Dr. Reisacher agrees. “You don’t have to tell patients to completely eliminate everything that they are allergic to in their environment,” he said. “Sometimes, if you can pick one or two things, such as pet dander or mold, that can make a huge improvement.”
Explore This IssueMarch 2010
Dr. Ryan added one caveat to recommending environmental controls to reduce allergen exposure. In the case of some measures, the scientific proof may be lacking. He cited, as an example, dust mite controls. “Two papers in The New England Journal of Medicine several years ago basically showed that all of the dust mite controls some of us have been advocating don’t really make much of a difference when it comes to reducing overall patient symptoms,” he said. Both of those papers found that allergen-impermeable bed covers, when used as a single intervention for avoiding exposure to dust mites, failed to produce any significant improvement in the symptoms of asthma (2003;349:225-236) or allergic rhinitis (2003;349:237-246).

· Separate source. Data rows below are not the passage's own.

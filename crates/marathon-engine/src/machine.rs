//! Workflow run state machine
//!
//! Validates and applies status transitions for runs and their tasks. Every
//! state-changing call is a single compare-and-swap against the run store:
//! optimistic callers supply the revision they last observed and lose with a
//! [`TransitionError::RevisionConflict`] when stale; pessimistic (operator)
//! calls retry the swap internally and can only be rejected by the
//! transition table itself.
//!
//! Cascading cancel and parent wake are expressed as notification messages
//! drained from a queue after each committed transition, never as recursive
//! calls back into the machine, so deep child trees cannot grow the call
//! stack and each cascade step is independently retryable.

use std::collections::VecDeque;
use std::sync::Arc;

use chrono::{DateTime, Utc};
use tracing::{debug, instrument, warn};
use uuid::Uuid;

use crate::run::state::{
    ChildWaitEntry, ChildWaitOutcome, EventWaitEntry, EventWaitOutcome, RunOptions, RunStatus,
    ScheduleReason, SleepEntry, SleepOutcome, StatusKind, TransitionRecord, WorkflowRun,
};
use crate::run::table::is_allowed;
use crate::run::task::TaskState;
use crate::run::{Concurrency, TransitionRequest};
use crate::store::{RunFilter, RunStore, StoreError};

/// Bound on internal compare-and-swap retries for pessimistic transitions.
/// Contention on a single run is a handful of actors at most.
const MAX_CAS_RETRIES: u32 = 16;

/// Errors from state machine operations
#[derive(Debug, thiserror::Error)]
pub enum TransitionError {
    /// Unknown run
    #[error("workflow run not found: {0}")]
    NotFound(Uuid),

    /// The transition table rejects this status change. A programmer or
    /// infrastructure error, never retried automatically.
    #[error("invalid state transition on run {run_id}: {from} -> {to} (reason: {reason:?})")]
    InvalidStateTransition {
        run_id: Uuid,
        from: StatusKind,
        to: StatusKind,
        reason: Option<ScheduleReason>,
    },

    /// Expected optimistic-concurrency loss; the caller re-fetches and
    /// re-decides.
    #[error("revision conflict on run {run_id}: expected {expected}, got {actual}")]
    RevisionConflict {
        run_id: Uuid,
        expected: u64,
        actual: u64,
    },

    /// The task transition table rejects this change.
    #[error("invalid task transition on run {run_id}, task {task_path}: {message}")]
    InvalidTaskTransition {
        run_id: Uuid,
        task_path: String,
        message: String,
    },

    /// A task reference collided with prior state (e.g. starting a task
    /// whose path already completed).
    #[error("task conflict on run {run_id}, task {task_path}: {message}")]
    TaskConflict {
        run_id: Uuid,
        task_path: String,
        message: String,
    },

    /// Store error
    #[error("store error: {0}")]
    Store(StoreError),
}

impl From<StoreError> for TransitionError {
    fn from(err: StoreError) -> Self {
        match err {
            StoreError::RunNotFound(id) => Self::NotFound(id),
            StoreError::RevisionConflict {
                run_id,
                expected,
                actual,
            } => Self::RevisionConflict {
                run_id,
                expected,
                actual,
            },
            other => Self::Store(other),
        }
    }
}

impl TransitionError {
    /// Failures a concurrent scan treats as "someone else got there first".
    pub fn is_benign_race(&self) -> bool {
        matches!(
            self,
            Self::InvalidStateTransition { .. } | Self::RevisionConflict { .. }
        )
    }
}

/// Requested task state change. Task transitions share the run's revision
/// counter and are always optimistic.
#[derive(Debug, Clone, PartialEq, serde::Serialize, serde::Deserialize)]
#[serde(tag = "to", rename_all = "snake_case")]
pub enum TaskTransitionRequest {
    /// `none | awaiting_retry -> running`
    Running,

    /// `running -> completed`
    Completed { output: serde_json::Value },

    /// `running -> failed`
    Failed {
        reason: String,
        #[serde(default, skip_serializing_if = "Option::is_none")]
        error: Option<crate::run::SerializableError>,
    },

    /// `running -> awaiting_retry`
    AwaitingRetry {
        reason: String,
        next_attempt_in_ms: u64,
        #[serde(default, skip_serializing_if = "Option::is_none")]
        error: Option<crate::run::SerializableError>,
    },
}

/// Follow-up work emitted by a committed transition.
#[derive(Debug)]
enum Notification {
    /// Cascade: cancel every non-terminal child of a cancelled run.
    CancelChildrenOf { parent_id: Uuid },

    /// Cascade: cancel one child run.
    CancelChild { child_id: Uuid },

    /// A run with a parent changed status; wake the parent if it is waiting
    /// for exactly this child and exactly this status.
    ChildChanged {
        parent_id: Uuid,
        child_id: Uuid,
        status: StatusKind,
    },
}

/// Per-call context threaded into transition application.
#[derive(Debug, Default)]
struct TransitionContext {
    /// Payload when the transition is driven by a received event.
    event_payload: Option<serde_json::Value>,

    /// The child's current status, pre-fetched when the request enters or
    /// leaves a child wait.
    child_status: Option<StatusKind>,
}

/// The run state machine. Cheap to clone; all state lives in the store.
#[derive(Clone)]
pub struct WorkflowRunStateMachine {
    store: Arc<dyn RunStore>,
}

Such environmental strategies “are not always a miraculous cure for allergic rhinitis,” Dr. Reisacher said. “But they do provide a strong foundation for other interventions, such as pharmacologic and desensitization therapy. The key is patient education. That’s why we spend so much time counseling patients on how to manage their exposures to environmental irritants and allergens, with take-home patient education aids as an important reinforcer.”
Pharmacotherapy and Immunotherapy
While the mainstays of pharmacotherapy are intranasal steroids and antihistamines, unfortunately, “there is no perfect allergy treatment,” Dr. Ryan said. “We don’t have anything that is cheap, works right away, works for every patient and has no side effects.”

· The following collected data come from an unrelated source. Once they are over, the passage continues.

//! Run store trait definition
//!
//! The run store is the only shared mutable resource in the engine: all
//! cross-actor coordination is expressed as compare-and-swap on
//! `(run_id, revision)`. Implementations must serialize concurrent updates
//! for the same run; updates for different runs are independent.
//!
//! There is no process-wide singleton; the store is passed as a constructed
//! dependency (`Arc<dyn RunStore>`).

mod memory;

pub use memory::InMemoryRunStore;

use async_trait::async_trait;
use uuid::Uuid;

use crate::run::{StatusKind, WorkflowRun};
use crate::scheduler::schedule::Schedule;

/// Error type for store operations
#[derive(Debug, thiserror::Error)]
pub enum StoreError {
    /// Run not found
    #[error("workflow run not found: {0}")]
    RunNotFound(Uuid),

    /// Schedule not found
    #[error("schedule not found: {0}")]
    ScheduleNotFound(Uuid),

    /// Optimistic concurrency failure
    #[error("revision conflict on run {run_id}: expected {expected}, got {actual}")]
    RevisionConflict {
        run_id: Uuid,
        expected: u64,
        actual: u64,
    },

    /// An insert collided with an existing run (id or idempotency key);
    /// carries the existing run's id.
    #[error("run already exists: {0}")]
    DuplicateRun(Uuid),

    /// Serialization error
    #[error("serialization error: {0}")]
    Serialization(String),

    /// Backend error
    #[error("backend error: {0}")]
    Backend(String),
}

/// Predicate for scanning runs.
///
/// Scans are snapshot reads; promotion scans filter by status kind and apply
/// due-time checks on the snapshot. Durable backends are free to push the
/// whole filter down.
#[derive(Debug, Clone, Default)]
pub struct RunFilter {
    pub status: Option<StatusKind>,
    pub workflow_name: Option<String>,
    pub schedule_id: Option<Uuid>,
    pub parent_workflow_run_id: Option<Uuid>,
}

impl RunFilter {
    pub fn by_status(status: StatusKind) -> Self {
        Self {
            status: Some(status),
            ..Default::default()
        }
    }

    pub fn by_parent(parent_id: Uuid) -> Self {
        Self {
            parent_workflow_run_id: Some(parent_id),
            ..Default::default()
        }
    }

    pub fn with_workflow_name(mut self, name: impl Into<String>) -> Self {
        self.workflow_name = Some(name.into());
        self
    }

    pub fn with_schedule_id(mut self, id: Uuid) -> Self {
        self.schedule_id = Some(id);
        self
    }

    /// Whether a run matches this filter.
    pub fn matches(&self, run: &WorkflowRun) -> bool {
        if let Some(status) = self.status {
            if run.status_kind() != status {
                return false;
            }
        }
        if let Some(ref name) = self.workflow_name {
            if &run.workflow_name != name {
                return false;
            }
        }
        if let Some(schedule_id) = self.schedule_id {
            if run.options.schedule_id != Some(schedule_id) {
                return false;
            }
        }
        if let Some(parent_id) = self.parent_workflow_run_id {
            if run.parent_workflow_run_id != Some(parent_id) {
                return false;
            }
        }
        true
    }
}

/// Store for workflow runs and schedules
///
/// Implementations must be thread-safe and give linearizable per-run
/// updates through the expected-revision check.
#[async_trait]
pub trait RunStore: Send + Sync + 'static {
    // =========================================================================
    // Run Operations
    // =========================================================================

    /// Insert a new run.
    ///
    /// Fails with [`StoreError::DuplicateRun`] if the id or the
    /// `(workflow_name, version_id, idempotency_key)` triple already exists;
    /// the error carries the existing run's id.
    async fn insert_run(&self, run: WorkflowRun) -> Result<(), StoreError>;

    /// Fetch a run snapshot.
    async fn get_run(&self, run_id: Uuid) -> Result<WorkflowRun, StoreError>;

    /// Look up a run by idempotency key, scoped by workflow name + version.
    async fn find_by_idempotency_key(
        &self,
        workflow_name: &str,
        version_id: &str,
        key: &str,
    ) -> Result<Option<WorkflowRun>, StoreError>;

    /// Replace a run, compare-and-swap on revision.
    ///
    /// `run` carries the already-bumped revision; the swap succeeds only if
    /// the stored revision still equals `expected_revision`. Returns the
    /// stored snapshot.
    async fn update_run(
        &self,
        run: WorkflowRun,
        expected_revision: u64,
    ) -> Result<WorkflowRun, StoreError>;

    /// Snapshot scan of runs matching a filter.
    async fn scan_runs(&self, filter: &RunFilter) -> Result<Vec<WorkflowRun>, StoreError>;

    // =========================================================================
    // Schedule Operations
    // =========================================================================

    /// Insert a new schedule.
    async fn insert_schedule(&self, schedule: Schedule) -> Result<(), StoreError>;

    /// Fetch a schedule.
    async fn get_schedule(&self, schedule_id: Uuid) -> Result<Schedule, StoreError>;

    /// Replace a schedule.
    async fn update_schedule(&self, schedule: Schedule) -> Result<(), StoreError>;

    /// All schedules, including paused and soft-deleted ones.
    async fn list_schedules(&self) -> Result<Vec<Schedule>, StoreError>;
}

Some drugs, given time, can come close to being ideal therapy, at least for some patients, he noted. But in the case of nasal steroids, the trick is often to get patients to comply long enough for the medications to work. “You really have to impress on them that these drugs need to be taken on a daily basis for a period of time before they begin to see symptom relief,” he said. “They have to sort of take it on faith, like a blood pressure pill. You take it to prevent problems further down the road.”
On top of that, Dr. Ryan said, “most allergy patients have symptoms that wax and wane, which makes compliance even more problematic.”
A simple adjuvant to pharmacotherapy is nasal irrigation with a saline solution. “There have been some studies showing that this really works,” Dr. Ryan said. One such study, published this past December, looked at the efficacy of saline nasal irrigation in the treatment of acute sinusitis in children. The randomized, prospective, placebo-controlled trial included 69 patients with acute sinusitis and found that nasal washes significantly improved such symptoms as rhinorrhea, nasal congestion, throat itching, cough and sleep quality in the 40 percent of the children who had allergic disease (Int J Pediatr Otorhinolaryngol 2009;73(12):1696-1701).